Anticancer activity of cryptotanshinone on acute lymphoblastic leukemia cells.

Cryptotanshinone, a well-known diterpene quinone from a widely used traditional Chinese herb named Salvia miltiorrhiza, has been reported for its therapeutical potentials on diverse activities. In this study, pharmacological effects of cryptotanshinone on acute lymphoblastic leukemia cells were investigated. IC50 values of 5.0 and 4.8 were obtained in CEM/ADR5000 and CCRF-CEM. Microarray-based mRNA expression revealed that cryptotanshinone regulated genes associated with cell cycle, DNA damage, reactive oxygen species (ROS), NFκB signaling and cellular movement. The involvement of these pathways in the mode of action of cryptotanshinone was subsequently validated by additional independent in vitro studies.

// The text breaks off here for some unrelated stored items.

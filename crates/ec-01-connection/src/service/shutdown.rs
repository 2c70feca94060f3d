//! Graceful shutdown.
//!
//! One `watch` channel carries the termination flag to every supervised
//! task. Draining waits for those tasks up to a grace period and never
//! aborts them; a task still running when the grace period ends is left to
//! finish on its own while the process proceeds to close connections.

use parking_lot::Mutex;
use std::future::Future;
use std::sync::Arc;
use std::time::Duration;
use tokio::sync::watch;
use tokio::task::JoinHandle;
use tracing::{info, warn};

/// Result of [`ShutdownCoordinator::drain`].
#[derive(Debug, Clone, Copy, PartialEq, Eq)]
pub struct DrainReport {
    pub completed: usize,
    pub still_running: usize,
}

impl DrainReport {
    pub fn is_clean(&self) -> bool {
        self.still_running == 0
    }
}

/// Cloneable handle that can request shutdown from inside a supervised task.
#[derive(Clone)]
pub struct ShutdownTrigger {
    signal: Arc<watch::Sender<bool>>,
}

impl ShutdownTrigger {
    /// Broadcast shutdown. Idempotent.
    pub fn trigger(&self) {
        if !self.signal.send_replace(true) {
            info!("Shutdown requested");
        }
    }
}

pub struct ShutdownCoordinator {
    signal: Arc<watch::Sender<bool>>,
    tasks: Mutex<Vec<(String, JoinHandle<()>)>>,
    grace: Duration,
}

impl ShutdownCoordinator {
    pub fn new(grace: Duration) -> Self {
        let (signal, _) = watch::channel(false);
        Self {
            signal: Arc::new(signal),
            tasks: Mutex::new(Vec::new()),
            grace,
        }
    }

    pub fn grace(&self) -> Duration {
        self.grace
    }

    /// Receiver that flips to `true` on shutdown.
    pub fn subscribe(&self) -> watch::Receiver<bool> {
        self.signal.subscribe()
    }

    pub fn is_triggered(&self) -> bool {
        *self.signal.borrow()
    }

    /// Run a task that will be waited for on drain.
    pub fn spawn<F>(&self, name: impl Into<String>, task: F)
    where
        F: Future<Output = ()> + Send + 'static,
    {
        let name = name.into();
        let handle = tokio::spawn(task);
        self.tasks.lock().push((name, handle));
    }

    pub fn trigger_handle(&self) -> ShutdownTrigger {
        ShutdownTrigger {
            signal: Arc::clone(&self.signal),
        }
    }

    /// Broadcast shutdown. Idempotent.
    pub fn trigger(&self) {
        self.trigger_handle().trigger();
    }

    /// Wait for Ctrl-C, SIGTERM or a programmatic `trigger`, then trigger.
    pub async fn wait_for_signal(&self) {
        let mut triggered = self.subscribe();
        tokio::select! {
            result = tokio::signal::ctrl_c() => {
                if let Err(e) = result {
                    warn!(error = %e, "Ctrl-C handler unavailable");
                }
                info!("Received Ctrl-C");
            }
            _ = terminate() => info!("Received SIGTERM"),
            _ = async { let _ = triggered.wait_for(|flag| *flag).await; } => {}
        }
        self.trigger();
    }

    /// Wait for every spawned task, at most `grace`.
    pub async fn drain(&self) -> DrainReport {
        let mut tasks = std::mem::take(&mut *self.tasks.lock());
        let total = tasks.len();

        let waited = tokio::time::timeout(self.grace, async {
            for (name, handle) in tasks.iter_mut() {
                if let Err(e) = handle.await {
                    warn!(task = %name, error = %e, "Task ended abnormally");
                }
            }
        })
        .await;

        let still_running: Vec<&str> = tasks
            .iter()
            .filter(|(_, handle)| !handle.is_finished())
            .map(|(name, _)| name.as_str())
            .collect();

        let report = DrainReport {
            completed: total - still_running.len(),
            still_running: still_running.len(),
        };
        if waited.is_err() {
            warn!(
                grace_ms = self.grace.as_millis() as u64,
                pending = ?still_running,
                "Grace period elapsed with tasks still running"
            );
        } else {
            info!(tasks = total, "All tasks drained");
        }
        report
    }
}

#[cfg(unix)]
async fn terminate() {
    use tokio::signal::unix::{signal, SignalKind};
    match signal(SignalKind::terminate()) {
        Ok(mut stream) => {
            stream.recv().await;
        }
        Err(e) => {
            warn!(error = %e, "SIGTERM handler unavailable");
            std::future::pending::<()>().await;
        }
    }
}

#[cfg(not(unix))]
async fn terminate() {
    std::future::pending::<()>().await;
}
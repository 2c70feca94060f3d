//! Redis adapter for [`KeyValueStore`].
//!
//! Uses a multiplexed `ConnectionManager`, which reconnects on its own after
//! a dropped connection. Lock release and counter creation run as Lua
//! scripts so each is a single atomic step on the server.

use async_trait::async_trait;
use redis::aio::ConnectionManager;
use redis::{RedisError, Script};
use shared_types::StoreError;
use std::time::Duration;
use tracing::info;

use crate::store::KeyValueStore;

const COMPARE_AND_DELETE: &str = r"
if redis.call('GET', KEYS[1]) == ARGV[1] then
    return redis.call('DEL', KEYS[1])
end
return 0
";

const INCR_WITH_TTL: &str = r"
local value = redis.call('INCR', KEYS[1])
if value == 1 and tonumber(ARGV[1]) > 0 then
    redis.call('PEXPIRE', KEYS[1], ARGV[1])
end
return value
";

const SCAN_BATCH: u32 = 200;

pub struct RedisStore {
    endpoint: String,
    connection: ConnectionManager,
    compare_and_delete: Script,
    incr_with_ttl: Script,
}

impl RedisStore {
    pub async fn connect(url: &str) -> Result<Self, StoreError> {
        let endpoint = url.to_string();
        let connection_failed = |e: RedisError| StoreError::ConnectionFailed {
            endpoint: endpoint.clone(),
            reason: e.to_string(),
        };
        let client = redis::Client::open(url).map_err(connection_failed)?;
        let connection = ConnectionManager::new(client)
            .await
            .map_err(connection_failed)?;

        info!(%endpoint, "Redis connection established");
        Ok(Self {
            endpoint,
            connection,
            compare_and_delete: Script::new(COMPARE_AND_DELETE),
            incr_with_ttl: Script::new(INCR_WITH_TTL),
        })
    }

    pub fn endpoint(&self) -> &str {
        &self.endpoint
    }
}

fn to_store_error(err: RedisError) -> StoreError {
    if err.is_timeout() {
        StoreError::Timeout { millis: 0 }
    } else if err.is_io_error() || err.is_connection_dropped() || err.is_connection_refusal() {
        StoreError::Unavailable(err.to_string())
    } else {
        StoreError::Command(err.to_string())
    }
}

fn millis(ttl: Duration) -> u64 {
    u64::try_from(ttl.as_millis()).unwrap_or(u64::MAX).max(1)
}

/// Escape glob metacharacters so a prefix matches literally in `SCAN MATCH`.
fn glob_escape(prefix: &str) -> String {
    let mut escaped = String::with_capacity(prefix.len() + 1);
    for c in prefix.chars() {
        if matches!(c, '*' | '?' | '[' | ']' | '\\') {
            escaped.push('\\');
        }
        escaped.push(c);
    }
    escaped.push('*');
    escaped
}

#[async_trait]
impl KeyValueStore for RedisStore {
    async fn get(&self, key: &str) -> Result<Option<String>, StoreError> {
        let mut conn = self.connection.clone();
        redis::cmd("GET")
            .arg(key)
            .query_async(&mut conn)
            .await
            .map_err(to_store_error)
    }

    async fn set(&self, key: &str, value: &str, ttl: Option<Duration>) -> Result<(), StoreError> {
        let mut conn = self.connection.clone();
        let mut cmd = redis::cmd("SET");
        cmd.arg(key).arg(value);
        if let Some(ttl) = ttl {
            cmd.arg("PX").arg(millis(ttl));
        }
        let _: () = cmd.query_async(&mut conn).await.map_err(to_store_error)?;
        Ok(())
    }

    async fn set_nx(&self, key: &str, value: &str, ttl: Duration) -> Result<bool, StoreError> {
        let mut conn = self.connection.clone();
        let reply: Option<String> = redis::cmd("SET")
            .arg(key)
            .arg(value)
            .arg("NX")
            .arg("PX")
            .arg(millis(ttl))
            .query_async(&mut conn)
            .await
            .map_err(to_store_error)?;
        Ok(reply.is_some())
    }

    async fn del(&self, keys: &[String]) -> Result<u64, StoreError> {
        if keys.is_empty() {
            return Ok(0);
        }
        let mut conn = self.connection.clone();
        redis::cmd("DEL")
            .arg(keys)
            .query_async(&mut conn)
            .await
            .map_err(to_store_error)
    }

    async fn compare_and_delete(&self, key: &str, expected: &str) -> Result<bool, StoreError> {
        let mut conn = self.connection.clone();
        let deleted: i64 = self
            .compare_and_delete
            .key(key)
            .arg(expected)
            .invoke_async(&mut conn)
            .await
            .map_err(to_store_error)?;
        Ok(deleted == 1)
    }

    async fn incr(&self, key: &str, ttl: Option<Duration>) -> Result<i64, StoreError> {
        let mut conn = self.connection.clone();
        self.incr_with_ttl
            .key(key)
            .arg(ttl.map_or(0, millis))
            .invoke_async(&mut conn)
            .await
            .map_err(to_store_error)
    }

    async fn scan_prefix(&self, prefix: &str) -> Result<Vec<String>, StoreError> {
        let mut conn = self.connection.clone();
        let pattern = glob_escape(prefix);
        let mut cursor: u64 = 0;
        let mut keys = Vec::new();
        loop {
            let (next, batch): (u64, Vec<String>) = redis::cmd("SCAN")
                .arg(cursor)
                .arg("MATCH")
                .arg(&pattern)
                .arg("COUNT")
                .arg(SCAN_BATCH)
                .query_async(&mut conn)
                .await
                .map_err(to_store_error)?;
            keys.extend(batch);
            if next == 0 {
                break;
            }
            cursor = next;
        }
        keys.sort();
        keys.dedup();
        Ok(keys)
    }

    async fn ping(&self) -> Result<(), StoreError> {
        let mut conn = self.connection.clone();
        let _: String = redis::cmd("PING")
            .query_async(&mut conn)
            .await
            .map_err(to_store_error)?;
        Ok(())
    }
}
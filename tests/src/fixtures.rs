//! Shared test fixtures.

use async_trait::async_trait;
use ec_02_retry_pipeline::{RetryPolicy, RetryTopology, RetryingProcessor};
use parking_lot::Mutex;
use shared_bus::{
    CommerceEvent, DeliveryProcessor, HandlerError, HandlerResult, InMemoryBroker, Listener,
    Message, MessageHandler, Publisher, TopologyRegistrar,
};
use shared_types::ExchangeSpec;
use std::sync::atomic::{AtomicUsize, Ordering};
use std::sync::Arc;
use std::time::Duration;
use tokio::sync::watch;

// =============================================================================
// EVENTS
// =============================================================================

pub fn payment_created(payment_id: &str) -> CommerceEvent {
    CommerceEvent::PaymentCreated {
        payment_id: payment_id.to_string(),
        order_id: "o-1".to_string(),
        amount_cents: 4_999,
        currency: "USD".to_string(),
    }
}

// =============================================================================
// HANDLERS
// =============================================================================

/// Counts invocations and fails according to a script.
///
/// Failures are popped from the front of the script; once it is empty every
/// call succeeds. With `always_failing` every call fails transiently.
pub struct CountingHandler {
    calls: AtomicUsize,
    script: Mutex<Vec<HandlerError>>,
    always_fail: bool,
    delay: Duration,
    /// Retry count seen by each invocation.
    pub attempts: Mutex<Vec<u32>>,
}

impl CountingHandler {
    pub fn succeeding() -> Arc<Self> {
        Self::build(Vec::new(), false, Duration::ZERO)
    }

    pub fn always_failing() -> Arc<Self> {
        Self::build(Vec::new(), true, Duration::ZERO)
    }

    pub fn failing_first(failures: usize) -> Arc<Self> {
        let script = (0..failures)
            .map(|n| HandlerError::transient(format!("dependency down ({n})")))
            .collect();
        Self::build(script, false, Duration::ZERO)
    }

    /// Succeeds after sleeping, to widen race windows.
    pub fn slow(delay: Duration) -> Arc<Self> {
        Self::build(Vec::new(), false, delay)
    }

    fn build(script: Vec<HandlerError>, always_fail: bool, delay: Duration) -> Arc<Self> {
        Arc::new(Self {
            calls: AtomicUsize::new(0),
            script: Mutex::new(script),
            always_fail,
            delay,
            attempts: Mutex::new(Vec::new()),
        })
    }

    pub fn calls(&self) -> usize {
        self.calls.load(Ordering::SeqCst)
    }
}

#[async_trait]
impl MessageHandler<CommerceEvent> for CountingHandler {
    async fn handle(&self, message: &Message<CommerceEvent>) -> HandlerResult {
        let call = self.calls.fetch_add(1, Ordering::SeqCst) + 1;
        self.attempts.lock().push(message.retry_count());
        if !self.delay.is_zero() {
            tokio::time::sleep(self.delay).await;
        }
        if self.always_fail {
            return Err(HandlerError::transient("always failing"));
        }
        let scripted = {
            let mut script = self.script.lock();
            (!script.is_empty()).then(|| script.remove(0))
        };
        match scripted {
            Some(e) => Err(e),
            None => Ok(serde_json::json!({"call": call})),
        }
    }
}

// =============================================================================
// HARNESS
// =============================================================================

/// One retried queue on a fresh in-memory broker.
pub struct Harness {
    pub broker: InMemoryBroker,
    pub registrar: TopologyRegistrar,
    pub topology: RetryTopology,
}

impl Harness {
    pub async fn new(queue: &str, exchange: &str, pattern: &str, policy: RetryPolicy) -> Self {
        let broker = InMemoryBroker::new();
        let registrar = TopologyRegistrar::new(Arc::new(broker.clone()));
        let topology =
            RetryTopology::new(queue, ExchangeSpec::topic(exchange), policy).bind(pattern);
        topology
            .declare(&registrar)
            .await
            .expect("declaring retry topology");
        Self {
            broker,
            registrar,
            topology,
        }
    }

    pub fn publisher(&self) -> Publisher<CommerceEvent> {
        Publisher::new(Arc::new(self.broker.clone()), self.topology.exchange().clone())
    }

    pub fn depth(&self, queue: &str) -> usize {
        self.broker.queue_depth(queue).unwrap_or(0)
    }

    /// Wrap `handler` in the retry pipeline.
    pub fn processor<H>(&self, handler: H) -> Arc<RetryingProcessor<CommerceEvent, H>>
    where
        H: MessageHandler<CommerceEvent>,
    {
        Arc::new(RetryingProcessor::new(
            Arc::new(self.broker.clone()),
            &self.topology,
            handler,
        ))
    }

    /// Listen with `processor` until `done` holds, polling every 100ms of
    /// (usually paused) time, then shut the listener down.
    pub async fn run_until<P, F>(&self, processor: Arc<P>, prefetch: u16, done: F)
    where
        P: DeliveryProcessor + 'static,
        F: Fn() -> bool,
    {
        let [main, retry] = self.topology.listen_queues();
        let listener = Listener::new(Arc::new(self.broker.clone()), main)
            .with_queue(retry)
            .with_config(shared_bus::ListenerConfig {
                prefetch,
                consumer_tag: "ec-tests".to_string(),
            });
        let (tx, rx) = watch::channel(false);
        let task = tokio::spawn(async move { listener.listen(processor, rx).await });

        for _ in 0..5_000 {
            if done() {
                break;
            }
            tokio::time::sleep(Duration::from_millis(100)).await;
        }
        tx.send(true).expect("listener still running");
        task.await
            .expect("listener task panicked")
            .expect("listener failed");
    }
}
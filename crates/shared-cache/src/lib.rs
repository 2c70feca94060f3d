//! # Shared Cache - Key-Value Store Port
//!
//! The single storage seam used by the lock manager, the idempotency record
//! store and the cache-aside layer.
//!
//! ## Adapters
//!
//! | Adapter | Use |
//! |---------|-----|
//! | `InMemoryStore` | tests and single-process deployments, outage simulation |
//! | `RedisStore` (feature `redis`) | production |
//!
//! Every operation the upper layers rely on for correctness is atomic on the
//! store side: `set_nx` (lock acquire), `compare_and_delete` (lock release)
//! and `incr` (rate counters).

#![allow(clippy::missing_const_for_fn)]
#![cfg_attr(test, allow(clippy::unwrap_used))]

pub mod memory;
pub mod store;

#[cfg(feature = "redis")]
pub mod redis;

pub use memory::InMemoryStore;
pub use store::{get_json, set_json, KeyValueStore};

#[cfg(feature = "redis")]
pub use crate::redis::RedisStore;
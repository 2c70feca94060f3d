use async_trait::async_trait;
use serde_json::json;
use shared_bus::{CommerceEvent, HandlerError, HandlerResult, Message, MessageHandler};
use std::sync::Arc;
use tracing::{debug, info};

use super::cache::CacheAside;
use crate::domain::{entity_key, PRODUCT_NAMESPACE, PRODUCT_SEARCH_NAMESPACE};

/// Drops cached product reads when a product changes anywhere.
///
/// Deletes `product:<id>` and every `product_search:*` entry. A store
/// failure is transient so the event goes through the retry pipeline
/// instead of leaving stale entries until their TTL.
pub struct ProductCacheInvalidator {
    cache: Arc<CacheAside>,
}

impl ProductCacheInvalidator {
    pub fn new(cache: Arc<CacheAside>) -> Self {
        Self { cache }
    }
}

#[async_trait]
impl MessageHandler<CommerceEvent> for ProductCacheInvalidator {
    async fn handle(&self, message: &Message<CommerceEvent>) -> HandlerResult {
        let product_id = match &message.event {
            CommerceEvent::ProductCreated(p) | CommerceEvent::ProductUpdated(p) => p.id.as_str(),
            CommerceEvent::ProductDeleted { product_id }
            | CommerceEvent::ProductQuantityUpdated { product_id, .. } => product_id.as_str(),
            _ => {
                debug!(routing_key = %message.routing_key, "Not a product event, skipping");
                return Ok(json!({"skipped": true}));
            }
        };

        let entity = self
            .cache
            .invalidate(&[entity_key(PRODUCT_NAMESPACE, product_id)])
            .await
            .map_err(HandlerError::transient)?;
        let searches = self
            .cache
            .invalidate_namespace(PRODUCT_SEARCH_NAMESPACE)
            .await
            .map_err(HandlerError::transient)?;

        info!(product_id, entity, searches, "Product cache invalidated");
        Ok(json!({"product_id": product_id, "invalidated": entity + searches}))
    }
}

Cryptotanshinone stimulated ROS generation and induced DNA damage. It arrested cells in G2/M phase of the cell cycle and induced apoptosis as measured by annexin V-FITC-conjugating fluorescence. The induction of the intrinsic apoptotic pathway by cryptotanshinone was proved by loss of mitochondrial membrane potential and increased cleavage of caspase 3/7, caspase 9 and poly ADP ribose polymerase (PARP). DNA-binding motif analysis of the microarray-retrieved deregulated genes in the promoter region revealed NFκB as potential transcription factor involved in cryptotanshinone's mode of action. Molecular docking and Western blotting provided supportive evidence, suggesting that cryptotanshinone binds to IKK-β and inhibits the translocation of p65 from the cytosol to the nucleus. In addition, cryptotanshinone inhibited cellular movement as shown by a fibronectin-based cellular adhesion assay, indicating that this compound exerts anti-invasive features. In conclusion, cryptotanshinone exerts profound cytotoxicity, which is caused by multispecific modes of actions, including G2/M arrest, apoptosis and inhibition of cellular movement. The inhibitory activities of this compound may be explained by inhibition of NFκB, which orchestrates all these mechanisms.